Third, humans can gain intelligence frighteningly quickly when the evolutionary pressures are added. If Cochran is right, Ashkenazi gained ten IQ points in a thousand years. Torsion dystonia sufferers can gain five or ten IQ points from a single mutation. All of this suggests a picture where intelligence is easy to change, but evolution has decided it just isn’t worth it except in very specific situations.

If this is right, then the first rat-level AI will contain most of the interesting discoveries needed to build the first human-level AI and the first superintelligent AI. People tend to say things like “Well, we might have AI as smart as a rat soon, but it will be a long time after that before they’re anywhere near human-level”. But that’s assuming you can’t turn the rat into the human just by adding more processing power or more simulated neurons or more connections or whatever. Anything done on a computer doesn’t need to worry about metabolic restrictions.

Reason 3: Everyday Ordinary Time Constraints

Bostrom and Mueller surveyed AI researchers about when they expected human-level AI. The median date was 2040. That’s 25 years.

People have been thinking about Pascal’s Wager (for example) for 345 years now without coming up with any fully generalizable solutions. If that turns out to be a problem for AI, we have 25 more years to solve not only the Wager, but the entire class of problems to which it belongs. Even barring scenarios like unexpected hard takeoffs or treacherous turns, and accepting that if we can solve the problem in 25 years everything will be great, that’s not a lot of time.

During the 1956 Dartmouth Conference on AI, top researchers made a plan toward reaching human-level artificial intelligence, and gave themselves two months to teach computers to understand human language. In retrospect, this might have been mildly optimistic.

But now machine translation is a thing, people are making some good progress in some of the hard problems – and when people bring up problems like decision theory, or wireheading, or goal alignment, people just say “Oh, we have plenty of time”.

But expecting to solve those problems in a few years might be just as optimistic as expecting to solve machine language translation in two months. Sometimes problems are harder than you think, and it’s worth starting on them early just in case.

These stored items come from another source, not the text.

//! Fan-out of lifecycle events to observers.
//!
//! Every subscriber has its own bounded queue. Publishing never blocks: a
//! full queue drops the event for that subscriber only, and a closed queue
//! unregisters the subscriber.

use std::sync::atomic::{AtomicU64, Ordering};
use std::sync::Arc;

use dashmap::DashMap;
use tokio::sync::mpsc;
use tokio::sync::mpsc::error::TrySendError;
use tokio_stream::wrappers::ReceiverStream;
use tracing::{debug, warn};

use tether_core::events::{Event, EventEnvelope};
use tether_core::ids::{OwnerId, SessionId, SubscriberId};

struct Subscriber {
    owner_id: OwnerId,
    session_id: Option<SessionId>,
    tx: mpsc::Sender<Arc<EventEnvelope>>,
    dropped: AtomicU64,
}

impl Subscriber {
    fn wants(&self, event: &Event) -> bool {
        self.owner_id == event.owner_id
            && self
                .session_id
                .as_ref()
                .map_or(true, |id| *id == event.session_id)
    }
}

/// Receiving end of a subscription.
pub struct Subscription {
    pub id: SubscriberId,
    pub owner_id: OwnerId,
    pub session_id: Option<SessionId>,
    receiver: mpsc::Receiver<Arc<EventEnvelope>>,
}

impl Subscription {
    /// Next event, or `None` once unsubscribed.
    pub async fn recv(&mut self) -> Option<Arc<EventEnvelope>> {
        self.receiver.recv().await
    }

    pub fn try_recv(&mut self) -> Option<Arc<EventEnvelope>> {
        self.receiver.try_recv().ok()
    }

    pub fn into_stream(self) -> ReceiverStream<Arc<EventEnvelope>> {
        ReceiverStream::new(self.receiver)
    }
}

impl std::fmt::Debug for Subscription {
    fn fmt(&self, f: &mut std::fmt::Formatter<'_>) -> std::fmt::Result {
        f.debug_struct("Subscription")
            .field("id", &self.id)
            .field("owner_id", &self.owner_id)
            .field("session_id", &self.session_id)
            .finish_non_exhaustive()
    }
}

pub struct EventBroadcaster {
    subscribers: DashMap<SubscriberId, Subscriber>,
    queue_size: usize,
    published: AtomicU64,
    dropped: AtomicU64,
}

impl EventBroadcaster {
    pub fn new(queue_size: usize) -> Self {
        Self {
            subscribers: DashMap::new(),
            queue_size: queue_size.max(1),
            published: AtomicU64::new(0),
            dropped: AtomicU64::new(0),
        }
    }

    /// Subscribe to the events of `owner`, optionally narrowed to one session.
    pub fn subscribe(&self, owner: OwnerId, session: Option<SessionId>) -> Subscription {
        let (tx, receiver) = mpsc::channel(self.queue_size);
        let id = SubscriberId::new();
        self.subscribers.insert(
            id.clone(),
            Subscriber {
                owner_id: owner.clone(),
                session_id: session.clone(),
                tx,
                dropped: AtomicU64::new(0),
            },
        );
        debug!(subscriber_id = %id, owner_id = %owner, session_id = ?session, "subscriber added");
        Subscription {
            id,
            owner_id: owner,
            session_id: session,
            receiver,
        }
    }

    pub fn unsubscribe(&self, id: &SubscriberId) -> bool {
        let removed = self.subscribers.remove(id).is_some();
        if removed {
            debug!(subscriber_id = %id, "subscriber removed");
        }
        removed
    }

    /// Drop every subscription of `owner`.
    pub fn unsubscribe_owner(&self, owner: &OwnerId) -> usize {
        let before = self.subscribers.len();
        self.subscribers.retain(|_, sub| sub.owner_id != *owner);
        before - self.subscribers.len()
    }

    pub fn close_all(&self) {
        self.subscribers.clear();
    }

    /// Deliver `event` to every matching subscriber without waiting.
    /// Returns how many subscribers accepted it.
    pub fn publish(&self, event: &Event) -> usize {
        self.published.fetch_add(1, Ordering::Relaxed);
        let envelope = Arc::new(event.to_envelope());
        let mut delivered = 0;
        let mut closed = Vec::new();

        for entry in self.subscribers.iter() {
            let sub = entry.value();
            if !sub.wants(event) {
                continue;
            }
            match sub.tx.try_send(envelope.clone()) {
                Ok(()) => delivered += 1,
                Err(TrySendError::Full(_)) => {
                    let dropped = sub.dropped.fetch_add(1, Ordering::Relaxed) + 1;
                    self.dropped.fetch_add(1, Ordering::Relaxed);
                    warn!(
                        subscriber_id = %entry.key(),
                        session_id = %event.session_id,
                        event_type = event.event_type(),
                        dropped,
                        "subscriber queue full, event dropped"
                    );
                }
                Err(TrySendError::Closed(_)) => closed.push(entry.key().clone()),
            }
        }

        for id in closed {
            self.subscribers.remove(&id);
            debug!(subscriber_id = %id, "pruned closed subscriber");
        }
        delivered
    }

    pub fn subscriber_count(&self) -> usize {
        self.subscribers.len()
    }

    pub fn published_total(&self) -> u64 {
        self.published.load(Ordering::Relaxed)
    }

    /// Events dropped on full queues, across all subscribers.
    pub fn dropped_total(&self) -> u64 {
        self.dropped.load(Ordering::Relaxed)
    }
}

#[cfg(test)]
mod tests {
    use super::*;
    use chrono::Utc;
    use tether_core::events::EventPayload;
    use tether_core::session::Session;

    fn event_for(session: &Session) -> Event {
        Event::for_session(session, EventPayload::PairingScanned {}, Utc::now())
    }

    fn session(owner: &str) -> Session {
        Session::new(OwnerId::from_raw(owner), "phone", Utc::now())
    }

    #[tokio::test]
    async fn owner_and_session_filters() {
        let bus = EventBroadcaster::new(8);
        let a1 = session("a");
        let a2 = session("a");
        let b1 = session("b");

        let mut all_a = bus.subscribe(OwnerId::from_raw("a"), None);
        let mut only_a1 = bus.subscribe(OwnerId::from_raw("a"), Some(a1.id.clone()));
        let mut all_b = bus.subscribe(OwnerId::from_raw("b"), None);

        bus.publish(&event_for(&a1));
        bus.publish(&event_for(&a2));
        bus.publish(&event_for(&b1));

        assert_eq!(all_a.recv().await.unwrap().session_id, a1.id);
        assert_eq!(all_a.recv().await.unwrap().session_id, a2.id);
        assert!(all_a.try_recv().is_none());

        assert_eq!(only_a1.recv().await.unwrap().session_id, a1.id);
        assert!(only_a1.try_recv().is_none());

        assert_eq!(all_b.recv().await.unwrap().session_id, b1.id);
        assert!(all_b.try_recv().is_none());
    }

    #[tokio::test]
    async fn full_queue_drops_only_for_that_subscriber() {
        let bus = EventBroadcaster::new(2);
        let s = session("a");
        let _stalled = bus.subscribe(s.owner_id.clone(), None);
        let mut reader = bus.subscribe(s.owner_id.clone(), None);

        for _ in 0..5 {
            bus.publish(&event_for(&s));
            assert!(reader.recv().await.is_some());
        }
        assert_eq!(bus.dropped_total(), 3);
        assert_eq!(bus.subscriber_count(), 2);
    }

    #[tokio::test]
    async fn closed_subscriber_is_pruned() {
        let bus = EventBroadcaster::new(4);
        let s = session("a");
        let sub = bus.subscribe(s.owner_id.clone(), None);
        drop(sub);
        assert_eq!(bus.publish(&event_for(&s)), 0);
        assert_eq!(bus.subscriber_count(), 0);
    }

    #[tokio::test]
    async fn unsubscribe_ends_stream() {
        let bus = EventBroadcaster::new(4);
        let mut sub = bus.subscribe(OwnerId::from_raw("a"), None);
        assert!(bus.unsubscribe(&sub.id));
        assert!(!bus.unsubscribe(&sub.id));
        assert!(sub.recv().await.is_none());
    }

    #[test]
    fn unsubscribe_owner_leaves_others() {
        let bus = EventBroadcaster::new(4);
        let _a1 = bus.subscribe(OwnerId::from_raw("a"), None);
        let _a2 = bus.subscribe(OwnerId::from_raw("a"), None);
        let _b = bus.subscribe(OwnerId::from_raw("b"), None);
        assert_eq!(bus.unsubscribe_owner(&OwnerId::from_raw("a")), 2);
        assert_eq!(bus.subscriber_count(), 1);
    }
}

All of this means it’s well worth starting armchair work on AI safety now. I won’t say the entire resources of our civilization need to be sunk into it immediately, and I’ve ever heard some people in the field say that after Musk’s $10 million donation money is no longer the most important bottleneck to advancing these ideas. I’m not even sure public exposure is a bottleneck anymore; the median person who watches a movie about killer robots is probably doing more harm than good. If the bottleneck is anything at all, it’s probably intelligent people in relevant fields – philosophy, AI, math, and neuroscience – applying brainpower to these issues and encouraging their colleagues to take them seriously.